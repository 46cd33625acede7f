//! HTTP API handlers

pub mod accounts;
pub mod engagement;
pub mod farmer;
pub mod health;
pub mod videos;

pub use accounts::account_routes;
pub use engagement::engagement_routes;
pub use farmer::farmer_routes;
pub use health::health_routes;
pub use videos::video_routes;

use axum::extract::multipart::MultipartError;
use axum::extract::Multipart;
use std::collections::HashMap;

use farmlink_common::Error;

use crate::error::{ApiError, ApiResult};

/// Collected multipart request: text fields plus uploaded files
#[derive(Debug, Default)]
pub(crate) struct FormData {
    fields: HashMap<String, String>,
    files: HashMap<String, (String, Vec<u8>)>,
}

impl FormData {
    /// Drain a multipart stream. A part with an empty filename or empty
    /// body (a file input left blank in the form) is treated as absent.
    pub(crate) async fn read(mut multipart: Multipart) -> ApiResult<Self> {
        let mut data = FormData::default();

        while let Some(field) = multipart.next_field().await.map_err(bad_multipart)? {
            let Some(name) = field.name().map(str::to_string) else {
                continue;
            };

            match field.file_name().map(str::to_string) {
                Some(file_name) if !file_name.is_empty() => {
                    let bytes = field.bytes().await.map_err(bad_multipart)?;
                    if !bytes.is_empty() {
                        data.files.insert(name, (file_name, bytes.to_vec()));
                    }
                }
                _ => {
                    let value = field.text().await.map_err(bad_multipart)?;
                    data.fields.insert(name, value);
                }
            }
        }

        Ok(data)
    }

    pub(crate) fn field(&self, name: &str) -> Option<&str> {
        self.fields.get(name).map(String::as_str)
    }

    pub(crate) fn field_owned(&self, name: &str) -> Option<String> {
        self.field(name)
            .filter(|value| !value.is_empty())
            .map(str::to_string)
    }

    pub(crate) fn require_field(&self, name: &str) -> ApiResult<String> {
        self.field_owned(name)
            .ok_or_else(|| ApiError::BadRequest(format!("Missing field: {}", name)))
    }

    pub(crate) fn file(&self, name: &str) -> Option<&(String, Vec<u8>)> {
        self.files.get(name)
    }

    /// Uploaded file the endpoint cannot work without
    pub(crate) fn require_file(&self, name: &str) -> ApiResult<&(String, Vec<u8>)> {
        self.files
            .get(name)
            .ok_or_else(|| ApiError::Common(Error::MissingFile(name.to_string())))
    }
}

fn bad_multipart(err: MultipartError) -> ApiError {
    ApiError::BadRequest(format!("Malformed multipart request: {}", err))
}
§
TASK DETAILS: Please reproduce the lines from the line with "data.files.insert(name, (file_name, bytes.to_vec()));" to the line with "pub(crate) fn field(&self, name: &str)", both ends included, exactly as they appear above.

TASK ANSWER:
                        data.files.insert(name, (file_name, bytes.to_vec()));
                    }
                }
                _ => {
                    let value = field.text().await.map_err(bad_multipart)?;
                    data.fields.insert(name, value);
                }
            }
        }

        Ok(data)
    }

    pub(crate) fn field(&self, name: &str) -> Option<&str> {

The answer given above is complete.